In-Service Education and Training of Teachers

In-service education can play a significant role in the professional growth of teachers and function as an agent for change in school-related practices. It helps teachers gain confidence by engaging with their practices and reaffirming their experiences. It provides opportunities to engage with other teachers professionally and to update knowledge. The Education Commission (1964–66) recommended that in-service education for teachers should be organised by universities and teacher organisations to enable every teacher to receive two or three months of in-service education once in five years; that such programmes should be based on research inputs; that training institutions should work on a 12-month basis and organise programmes like refresher courses, seminars, workshops and summer institutes. The Report of the National Commission on Teachers (1983–85) mooted the idea of Teac hers' Centres that could serve as meeting places, where talent could be pooled and teaching experiences shared. It suggested that teachers could go to centres of learning on study leave. The NPE (1986) linked in-service and pre-service teacher education on a continuum; it visualised the establishment of District Institutes of Education and Training (DIETs) in each district, upgradation of 250 colleges of education as Colleges of Teacher Education (CTEs), and establishment of 50 Institutes of Advanced Studies in Education (IASEs), and strengthening of the State Councils of Educational Research and Training (SCERTs). The Acharya Ramamurthi Review Committee (1990) recommended that in-service and refresher courses should be related to the specific needs of teachers, and that evaluation and follow-up should be part of the scheme.

In places where multigrade schools have been established in order to facilitate access to primary schooling, teachers need special training in managing such classrooms, which must be conducted by those who have experience in classroom management and organisation for these classes. Prescriptions on how to manage, without the support of appropriate materials, or guidance in planning units and topics, does little to assist teachers whose experience and imagination is completely oriented to the monograde setting.

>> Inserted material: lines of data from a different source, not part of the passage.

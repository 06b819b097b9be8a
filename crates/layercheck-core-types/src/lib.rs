//! Core types shared across layercheck crates
//!
//! - **Identifiers**: `VersionId` for stored drawing revisions, `RunId` for
//!   correlating the log events of one CLI invocation
//! - **Schema constants**: canonical structured-logging field keys and event names

pub mod ids;
pub mod schema;

pub use ids::{RunId, VersionId};
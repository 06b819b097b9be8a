//! Validate command

use std::path::PathBuf;

use clap::Args;
use layercheck_core::rules::{render_lisp, Severity, ValidationReport, VerdictStatus};
use layercheck_core::{validate_with_config, Document, RuleSet};

use super::{load_config, read_file, write_file, OutputFormat};

#[derive(Debug, Args)]
pub struct ValidateArgs {
    /// Parsed drawing (JSON)
    #[arg(long)]
    pub document: PathBuf,

    /// Rule file (JSON array of layer rules)
    #[arg(long)]
    pub rules: PathBuf,

    /// Engine configuration (TOML)
    #[arg(long)]
    pub config: Option<PathBuf>,

    #[arg(long, value_enum, default_value = "text")]
    pub format: OutputFormat,

    /// Write the repair actions as JSON to this file
    #[arg(long)]
    pub fix_output: Option<PathBuf>,

    /// Write the repair actions as an AutoLISP script (`FixLayers`)
    #[arg(long)]
    pub fix_script: Option<PathBuf>,
}

/// Exit code 1 when the report has errors
pub fn execute(args: ValidateArgs) -> Result<i32, Box<dyn std::error::Error>> {
    let config = load_config(args.config.as_deref())?;
    let document = Document::from_json(&read_file(&args.document)?)?;
    let rules = RuleSet::from_json(&read_file(&args.rules)?)?;

    let report = validate_with_config(&document, &rules, &config.validation);

    match args.format {
        OutputFormat::Json => println!("{}", serde_json::to_string_pretty(&report)?),
        OutputFormat::Text => print!("{}", render_text(&report)),
    }

    if let Some(path) = args.fix_output {
        write_file(&path, &serde_json::to_string_pretty(&report.fix_actions)?)?;
        tracing::info!(path = %path.display(), count = report.fix_actions.len(), "fix actions written");
    }

    if let Some(path) = args.fix_script {
        write_file(&path, &render_lisp(&report.fix_actions))?;
        tracing::info!(path = %path.display(), count = report.fix_actions.len(), "fix script written");
    }

    Ok(if report.has_errors() { 1 } else { 0 })
}

fn render_text(report: &ValidationReport) -> String {
    let mut out = String::new();

    for check in report.unit_checks.iter().filter(|c| !c.passed) {
        let tag = match check.severity {
            Severity::Error => "ERROR",
            Severity::Warning => "WARN",
        };
        out.push_str(&format!("{:<5} {}\n", tag, check.detail.as_deref().unwrap_or(&check.variable)));
    }

    for finding in &report.findings {
        let tag = match finding.severity {
            Severity::Error => "ERROR",
            Severity::Warning => "WARN",
        };
        out.push_str(&format!("{:<5} {}\n", tag, finding.message));
    }

    for verdict in report.layer_verdicts.iter().filter(|v| v.status != VerdictStatus::Valid) {
        out.push_str(&format!("{:<7} {}\n", verdict.status, verdict.layer_name));
        for reason in &verdict.reasons {
            out.push_str(&format!("        - {}\n", reason));
        }
    }

    let valid = report
        .layer_verdicts
        .iter()
        .filter(|v| v.status == VerdictStatus::Valid)
        .count();
    out.push_str(&format!(
        "\n{} layers checked: {} valid, {} errors, {} warnings\n",
        report.layer_verdicts.len(),
        valid,
        report.error_count(),
        report.warning_count()
    ));
    out
}
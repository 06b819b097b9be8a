//! Version store and comparison cache behavior.

#![allow(clippy::unwrap_used, clippy::expect_used)]

use layercheck_core::config::ComparisonConfig;
use layercheck_core::errors::{ExError, ExErrorKind, LayerCheckError};
use layercheck_core::logging_facility::test_capture::init_test_capture;
use layercheck_core::model::{Color, Point};
use layercheck_core::snapshot::LayerSnapshot;
use layercheck_core::store::{ComparisonCache, InMemoryVersionStore, VersionRecord, VersionStore};
use layercheck_core_types::schema::{EVENT_END, EVENT_END_ERROR, FIELD_ERR_CODE};
use layercheck_core_types::VersionId;

fn snaps(area: f64) -> Vec<LayerSnapshot> {
    vec![
        LayerSnapshot::new("BLK_1_FLR_0_BLT_UP_AREA", Color::indexed(1))
            .with_area(area)
            .with_centroid(Point::new(1.0, 1.0))
            .with_entity_count(1),
        LayerSnapshot::new("BLK_1_STAIR", Color::indexed(4)).with_area(8.0),
    ]
}

#[test]
fn test_store_put_get_remove() {
    let mut store = InMemoryVersionStore::new();
    let record = VersionRecord::new("tower-a", snaps(100.0)).unwrap();
    let id = record.version_id.clone();

    store.put(record.clone()).unwrap();
    assert_eq!(store.get(&id).unwrap(), &record);
    assert_eq!(store.list().len(), 1);

    let removed = store.remove(&id).unwrap();
    assert_eq!(removed.version_id, id);
    assert!(store.is_empty());

    let err: ExError = store.remove(&id).unwrap_err().into();
    assert_eq!(err.kind(), ExErrorKind::NotFound);
    assert_eq!(err.entity_id(), Some(id.as_str()));
}

#[test]
fn test_identical_content_is_stored_once() {
    let mut store = InMemoryVersionStore::new();

    let first = store.record_version("tower-a", snaps(100.0)).unwrap();
    let again = store.record_version("tower-b", snaps(100.0)).unwrap();

    assert_eq!(first, again);
    assert_eq!(store.len(), 1);
    assert!(store.list_project("tower-b").is_empty());
}

#[test]
fn test_list_is_oldest_first() {
    let mut store = InMemoryVersionStore::new();
    let t0 = chrono::Utc::now();
    let mut ids = Vec::new();
    for (i, area) in [120.0, 100.0, 110.0].into_iter().enumerate() {
        let mut record = VersionRecord::new("p", snaps(area)).unwrap();
        record.created_at = t0 + chrono::Duration::seconds(i as i64);
        ids.push(record.version_id.clone());
        store.put(record).unwrap();
    }

    let listed: Vec<&VersionId> = store.list().into_iter().map(|r| &r.version_id).collect();

    assert_eq!(listed, ids.iter().collect::<Vec<_>>());
}

#[test]
fn test_cached_result_is_reused() {
    let base = VersionRecord::new("p", snaps(100.0)).unwrap();
    let new = VersionRecord::new("p", snaps(115.0)).unwrap();
    let config = ComparisonConfig::default();
    let mut cache = ComparisonCache::new();

    let first = cache.get_or_compute(&base, &new, &config);
    let second = cache.get_or_compute(&base, &new, &config);

    assert_eq!(first, second);
    assert_eq!(cache.len(), 1);
    assert_eq!(first.base_version_id.as_deref(), Some(base.version_id.as_str()));
    assert_eq!(first.new_version_id.as_deref(), Some(new.version_id.as_str()));
}

#[test]
fn test_replacing_a_version_bypasses_stale_entry() {
    let mut store = InMemoryVersionStore::new();
    let base = VersionRecord::new("p", snaps(100.0)).unwrap();
    let new = VersionRecord::new("p", snaps(115.0)).unwrap();
    store.put(base.clone()).unwrap();
    store.put(new.clone()).unwrap();

    let config = ComparisonConfig::default();
    let mut cache = ComparisonCache::new();
    let before = cache.get_or_compute(&base, &new, &config);
    assert_eq!(before.modified.len(), 1);

    // same id, content reverted to the base
    let mut replaced = new.clone();
    replaced.snapshots = snaps(100.0);
    replaced.digest = base.digest.clone();
    store.put(replaced).unwrap();

    let current = store.get(&new.version_id).unwrap();
    assert!(cache.get(&base, current).is_none());
    let after = cache.get_or_compute(&base, current, &config);
    assert!(after.is_empty());
}

#[test]
fn test_invalidate_drops_entries_for_version() {
    let a = VersionRecord::new("p", snaps(100.0)).unwrap();
    let b = VersionRecord::new("p", snaps(101.0)).unwrap();
    let c = VersionRecord::new("p", snaps(102.0)).unwrap();
    let config = ComparisonConfig::default();
    let mut cache = ComparisonCache::new();
    cache.get_or_compute(&a, &b, &config);
    cache.get_or_compute(&b, &c, &config);
    cache.get_or_compute(&a, &c, &config);

    cache.invalidate(&b.version_id);

    assert_eq!(cache.len(), 1);
    assert!(cache.get(&a, &c).is_some());
}

#[test]
fn test_version_not_found_error_text() {
    let store = InMemoryVersionStore::new();
    let err = store.get(&VersionId::from("v-missing")).unwrap_err();
    assert_eq!(
        err,
        LayerCheckError::VersionNotFound {
            version_id: "v-missing".to_string()
        }
    );
    assert_eq!(err.to_string(), "Version not found: v-missing");
}

#[test]
fn test_compare_stored_goes_through_cache() {
    let capture = init_test_capture();
    let mut store = InMemoryVersionStore::new();
    let a = store.record_version("tower", snaps(100.0)).unwrap();
    let b = store.record_version("tower", snaps(115.0)).unwrap();
    let mut cache = ComparisonCache::new();
    let config = ComparisonConfig::default();

    let first = store.compare_stored(&mut cache, &a, &b, &config).unwrap();
    let second = store.compare_stored(&mut cache, &a, &b, &config).unwrap();

    assert_eq!(cache.len(), 1);
    assert_eq!(first, second);
    assert_eq!(first.summary.modified_count, 1);
    assert_eq!(first.base_version_id.as_deref(), Some(a.as_str()));
    assert!(capture.events_for_op("compare_stored").iter().any(|e| {
        e.event.as_deref() == Some(EVENT_END) && e.field("modified_count") == Some("1")
    }));
}

#[test]
fn test_compare_stored_with_unknown_version() {
    let capture = init_test_capture();
    let mut store = InMemoryVersionStore::new();
    let a = store.record_version("tower", snaps(100.0)).unwrap();
    let mut cache = ComparisonCache::new();

    let err = store
        .compare_stored(&mut cache, &a, &VersionId::from("v-gone"), &ComparisonConfig::default())
        .unwrap_err();

    assert_eq!(
        err,
        LayerCheckError::VersionNotFound {
            version_id: "v-gone".to_string()
        }
    );
    assert!(cache.is_empty());
    assert!(capture.events_for_op("compare_stored").iter().any(|e| {
        e.event.as_deref() == Some(EVENT_END_ERROR) && e.field(FIELD_ERR_CODE) == Some("ERR_NOT_FOUND")
    }));
}
use layercheck_core::model::{Color, Document, DocumentUnits, Entity, EntityKind, Layer, Point};

/// Header units that pass every unit check under the default config
#[allow(dead_code)]
pub fn compliant_units() -> DocumentUnits {
    DocumentUnits::new(6, 2, 0, 2)
}

/// Document with compliant units and the given layers and entities
#[allow(dead_code)]
pub fn doc(layers: Vec<Layer>, entities: Vec<Entity>) -> Document {
    Document {
        layers,
        entities,
        units: compliant_units(),
        dxf_version: Some("AC1032".to_string()),
    }
}

#[allow(dead_code)]
pub fn layer(name: &str, index: i32) -> Layer {
    Layer::new(name, Color::indexed(index))
}

/// Closed axis-aligned rectangle on `layer`
#[allow(dead_code)]
pub fn rect(layer: &str, x0: f64, y0: f64, w: f64, h: f64) -> Entity {
    Entity::new(EntityKind::Lwpolyline, layer)
        .with_points(vec![
            Point::new(x0, y0),
            Point::new(x0 + w, y0),
            Point::new(x0 + w, y0 + h),
            Point::new(x0, y0 + h),
        ])
        .closed()
}

/// Three-vertex polyline that does not close
#[allow(dead_code)]
pub fn open_polyline(layer: &str) -> Entity {
    Entity::new(EntityKind::Lwpolyline, layer).with_points(vec![
        Point::new(0.0, 0.0),
        Point::new(5.0, 0.0),
        Point::new(5.0, 5.0),
    ])
}

#[allow(dead_code)]
pub fn text(layer: &str, content: &str) -> Entity {
    Entity::new(EntityKind::Text, layer)
        .with_text(content)
        .with_insert(Point::new(1.0, 1.0))
}
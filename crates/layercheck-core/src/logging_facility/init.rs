//! Subscriber installation

use std::sync::Once;
use tracing_subscriber::{util::SubscriberInitExt, EnvFilter};

/// Output profile for the global subscriber
#[derive(Debug, Clone, Copy, PartialEq, Eq)]
pub enum Profile {
    /// Human-readable output, `layercheck=debug`
    Development,
    /// JSON lines, `layercheck=info`
    Production,
    /// Bare registry; tests attach the capture layer via `init_test_capture()`
    Test,
}

impl Profile {
    /// Filter directive used when `RUST_LOG` is unset
    pub fn default_directive(&self) -> &'static str {
        match self {
            Profile::Development => "layercheck=debug",
            Profile::Production => "layercheck=info",
            Profile::Test => "layercheck=trace",
        }
    }

    fn filter(&self) -> EnvFilter {
        EnvFilter::try_from_default_env().unwrap_or_else(|_| EnvFilter::new(self.default_directive()))
    }
}

static INIT_ONCE: Once = Once::new();

/// Install the global subscriber for `profile`
///
/// Only the first call has an effect. `RUST_LOG` overrides the profile's
/// default filter.
pub fn init(profile: Profile) {
    INIT_ONCE.call_once(|| match profile {
        Profile::Development => {
            tracing_subscriber::fmt()
                .with_env_filter(profile.filter())
                .with_writer(std::io::stderr)
                .init();
        }
        Profile::Production => {
            tracing_subscriber::fmt()
                .json()
                .with_env_filter(profile.filter())
                .with_writer(std::io::stderr)
                .init();
        }
        Profile::Test => {
            tracing_subscriber::registry().init();
        }
    });
}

Instead of being merely told what to do, detailed unit planning exercises, along with direct practical experiences in places where multigrade class teaching practices have become established, and films depicting such situations, need to be used in training and for helping teachers overcome their lack of confidence.

Initiatives and Strategies for In-Service Education

Following NPE 1986, efforts have been made to develop institutions like DIETs, IASEs and CTEs for providing in-service education to primary and secondary schoolteachers; 500 DIETs, 87 CTEs, 38 IASEs, and 30 SCERTs, have been set up, although many of them have yet to function as resource centres. DPEP also brought in the block and cluster resource centres and made in-service teacher education and cluster-level schools as the follow-up for the main strategies for pedagogic renewal. In spite of the widespread efforts and specific geographical areas which have shown improvements, by and large the in-service inputs have not had any noticeable impact on teacher practice.

A major indicator of quality of training is its rele vance to teachers' needs. But most such programmes are not organised according to actual needs. The approach adopted has remained lecture based, with little opportunity for trainees to actively participate. Ironically, concepts such as activity-based teaching, classroom management of large classes, multigrade teaching, team teaching, and cooperative and collaborative learning, which require active demonstration, are often taught through lectures. School follow-up has also failed to take off, and cluster-level meetings have not been able to develop into professional fora for teachers to reflect and plan together.

Any curriculum renewal effort needs to be supported with a well thought-out and systematic programme of in-service education and school-based teacher support. In-service education cannot be an event but rather is a process, which includes knowledge, development and changes in attitudes, skills, disposition and practice — through interactions both in workshop settings and in the school. It does not consist only of receiving knowledge from experts; promotion of experiential learning, incorporating teachers as active learners, and peer group-based review of practice can also become a part of the overall strategy. Self-reflection needs to be acknowledged as a vital component of such programmes. A training policy needs to be worked out, defining parameters such as the periodicity, context and methodology of programmes. But efforts to strengthen quality and ensure vibrant rather than routinised interactions would require far more decentralised planning with clarity on goals and methods for training and transfer. 'Mass training using’ new technologies may be of use in some aspects of training, but much greater honesty and bold creativity are required for addressing the concerns of practising teachers directly, including the depr ofessionalised environments in which they work, their lack of agency, and their alienation.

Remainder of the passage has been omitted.